• [EXERCISE GOAL] Report each line below that carries the word "evaluate".

• [THE DATA]
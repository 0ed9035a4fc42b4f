use std::sync::Mutex;

use super::run::render_summary;
use super::scoring::{
    BackendReport, EMPTY_GEN_SENTINEL, EMPTY_GT_SENTINEL, TierAccumulator, evaluate,
    prepare_pairs, score_pairs,
};
use crate::model::ScoredRecord;
use crate::semantic::DEFAULT_EMBEDDING_DIM;
use crate::services::{EmbeddingClient, LocalHashEmbedder, ServiceResult};

fn scored(id: &str, gt_sql: Option<&str>, generated_sql: Option<&str>) -> ScoredRecord {
    ScoredRecord {
        id: id.to_string(),
        gt_sql: gt_sql.map(str::to_string),
        generated_sql: generated_sql.map(str::to_string),
    }
}

fn mean_for(report: &BackendReport, tier: &str) -> Option<f64> {
    report
        .tiers
        .iter()
        .find(|entry| entry.tier == tier)
        .and_then(|entry| entry.mean)
}

struct RecordingEmbedder {
    batches: Mutex<Vec<Vec<String>>>,
}

impl RecordingEmbedder {
    fn new() -> Self {
        Self {
            batches: Mutex::new(Vec::new()),
        }
    }
}

impl EmbeddingClient for RecordingEmbedder {
    fn model_id(&self) -> &str {
        "recording"
    }

    fn embed_batch(&self, texts: &[&str]) -> ServiceResult<Vec<Vec<f32>>> {
        self.batches
            .lock()
            .expect("lock")
            .push(texts.iter().map(|text| text.to_string()).collect());
        Ok(texts
            .iter()
            .map(|text| vec![text.len() as f32, 1.0])
            .collect())
    }
}

struct ShortEmbedder;

impl EmbeddingClient for ShortEmbedder {
    fn model_id(&self) -> &str {
        "short"
    }

    fn embed_batch(&self, _texts: &[&str]) -> ServiceResult<Vec<Vec<f32>>> {
        Ok(vec![vec![1.0, 0.0]])
    }
}

#[test]
fn missing_or_blank_sql_is_replaced_by_sentinels() {
    let pairs = prepare_pairs(&[
        scored("L0_0001", None, Some("SELECT 1")),
        scored("L1_0001", Some("   "), None),
        scored("L2_0001", Some("SELECT 2"), Some("")),
    ]);

    assert_eq!(pairs[0].gt_sql, EMPTY_GT_SENTINEL);
    assert_eq!(pairs[0].generated_sql, "SELECT 1");
    assert_eq!(pairs[1].gt_sql, EMPTY_GT_SENTINEL);
    assert_eq!(pairs[1].generated_sql, EMPTY_GEN_SENTINEL);
    assert_eq!(pairs[2].gt_sql, "SELECT 2");
    assert_eq!(pairs[2].generated_sql, EMPTY_GEN_SENTINEL);
}

#[test]
fn non_blank_sql_is_embedded_verbatim() {
    let pairs = prepare_pairs(&[scored(
        "L3_0001",
        Some("  SELECT COUNT(*)\nFROM claims  "),
        Some("\tSELECT 1 "),
    )]);

    assert_eq!(pairs[0].gt_sql, "  SELECT COUNT(*)\nFROM claims  ");
    assert_eq!(pairs[0].generated_sql, "\tSELECT 1 ");

    let embedder = RecordingEmbedder::new();
    score_pairs(&embedder, &pairs, 32).expect("scores");
    let batches = embedder.batches.lock().expect("lock");
    assert_eq!(batches[0], vec!["  SELECT COUNT(*)\nFROM claims  "]);
    assert_eq!(batches[1], vec!["\tSELECT 1 "]);
}

#[test]
fn pairs_are_bucketed_by_id_prefix() {
    let pairs = prepare_pairs(&[
        scored("L4_0001", Some("a"), Some("a")),
        scored("L4_9999", Some("b"), Some("b")),
        scored("foo", Some("c"), Some("c")),
    ]);
    let tiers = pairs
        .iter()
        .map(|pair| pair.tier.as_str())
        .collect::<Vec<&str>>();
    assert_eq!(tiers, vec!["L4", "L4", "foo"]);
}

#[test]
fn embeddings_are_requested_in_fixed_size_batches() {
    let embedder = RecordingEmbedder::new();
    let records = (0..5)
        .map(|index| {
            scored(
                &format!("L0_{index:04}"),
                Some(&format!("SELECT {index}")),
                Some("SELECT x"),
            )
        })
        .collect::<Vec<ScoredRecord>>();

    let scores = score_pairs(&embedder, &prepare_pairs(&records), 2).expect("scores");
    assert_eq!(scores.len(), 5);

    let batches = embedder.batches.lock().expect("lock");
    let sizes = batches.iter().map(Vec::len).collect::<Vec<usize>>();
    assert_eq!(sizes, vec![2, 2, 2, 2, 1, 1]);
    assert_eq!(batches[0], vec!["SELECT 0", "SELECT 1"]);
    assert_eq!(batches[1], vec!["SELECT x", "SELECT x"]);
}

#[test]
fn identical_sql_scores_one_and_empty_tiers_have_no_mean() {
    let embedder = LocalHashEmbedder::new(DEFAULT_EMBEDDING_DIM);
    let records = vec![
        scored(
            "L0_0001",
            Some("SELECT COUNT(*) FROM claims"),
            Some("SELECT COUNT(*) FROM claims"),
        ),
        scored(
            "L0_0002",
            Some("SELECT NAME FROM county"),
            Some("SELECT NAME FROM county"),
        ),
        scored(
            "L3_0001",
            Some("SELECT GEOID FROM county"),
            Some("SELECT AVG(amountPaidOnBuildingClaim) FROM claims"),
        ),
    ];

    let reports =
        evaluate(&records, &[&embedder as &dyn EmbeddingClient], 32).expect("evaluation");
    assert_eq!(reports.len(), 1);
    let report = &reports[0];
    assert_eq!(report.pair_count, 3);

    let l0 = mean_for(report, "L0").expect("L0 mean");
    assert!((l0 - 1.0).abs() < 1e-6);
    let l3 = mean_for(report, "L3").expect("L3 mean");
    assert!(l3 < 1.0);
    assert!(mean_for(report, "L1").is_none());
    assert!(mean_for(report, "L5").is_none());
}

#[test]
fn each_backend_is_reported_separately() {
    let local = LocalHashEmbedder::new(DEFAULT_EMBEDDING_DIM);
    let recording = RecordingEmbedder::new();
    let records = vec![scored("L1_0001", Some("SELECT 1"), Some("SELECT 1"))];

    let backends: [&dyn EmbeddingClient; 2] = [&local, &recording];
    let reports = evaluate(&records, &backends, 32).expect("evaluation");
    let names = reports
        .iter()
        .map(|report| report.backend.as_str())
        .collect::<Vec<&str>>();
    assert_eq!(names, vec!["local-hash-v1", "recording"]);
}

#[test]
fn tier_means_list_fixed_tiers_then_extra_tiers() {
    let mut accumulator = TierAccumulator::default();
    accumulator.record("L2", 0.5);
    accumulator.record("L2", 1.0);
    accumulator.record("foo", 0.25);
    accumulator.record("A1", 0.75);

    let means = accumulator.means();
    let tiers = means
        .iter()
        .map(|entry| entry.tier.as_str())
        .collect::<Vec<&str>>();
    assert_eq!(tiers, vec!["L0", "L1", "L2", "L3", "L4", "L5", "A1", "foo"]);
    assert_eq!(means[2].count, 2);
    assert_eq!(means[2].mean, Some(0.75));
    assert_eq!(means[0].count, 0);
    assert_eq!(means[0].mean, None);
    assert_eq!(means[7].mean, Some(0.25));
}

#[test]
fn embedding_count_mismatch_is_an_invalid_response() {
    let records = vec![
        scored("L0_0001", Some("a"), Some("b")),
        scored("L0_0002", Some("c"), Some("d")),
    ];
    let err = score_pairs(&ShortEmbedder, &prepare_pairs(&records), 32)
        .expect_err("short response must fail");
    assert!(!err.is_transient());
}

#[test]
fn summary_renders_missing_means_as_dash() {
    let mut accumulator = TierAccumulator::default();
    accumulator.record("L0", 0.9);
    let report = BackendReport {
        backend: "text-embedding-3-large".to_string(),
        pair_count: 1,
        tiers: accumulator.means(),
    };

    let text = render_summary(&[report]);
    assert!(text.starts_with("Backend: text-embedding-3-large (pairs=1)\n"));
    assert!(text.contains("\tL0\tn=1\tmean=0.9000\n"));
    assert!(text.contains("\tL1\tn=0\tmean=-\n"));
}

• [RESPONSE AREA]
    BackendReport, EMPTY_GEN_SENTINEL, EMPTY_GT_SENTINEL, TierAccumulator, evaluate,
        evaluate(&records, &[&embedder as &dyn EmbeddingClient], 32).expect("evaluation");
    let reports = evaluate(&records, &backends, 32).expect("evaluation");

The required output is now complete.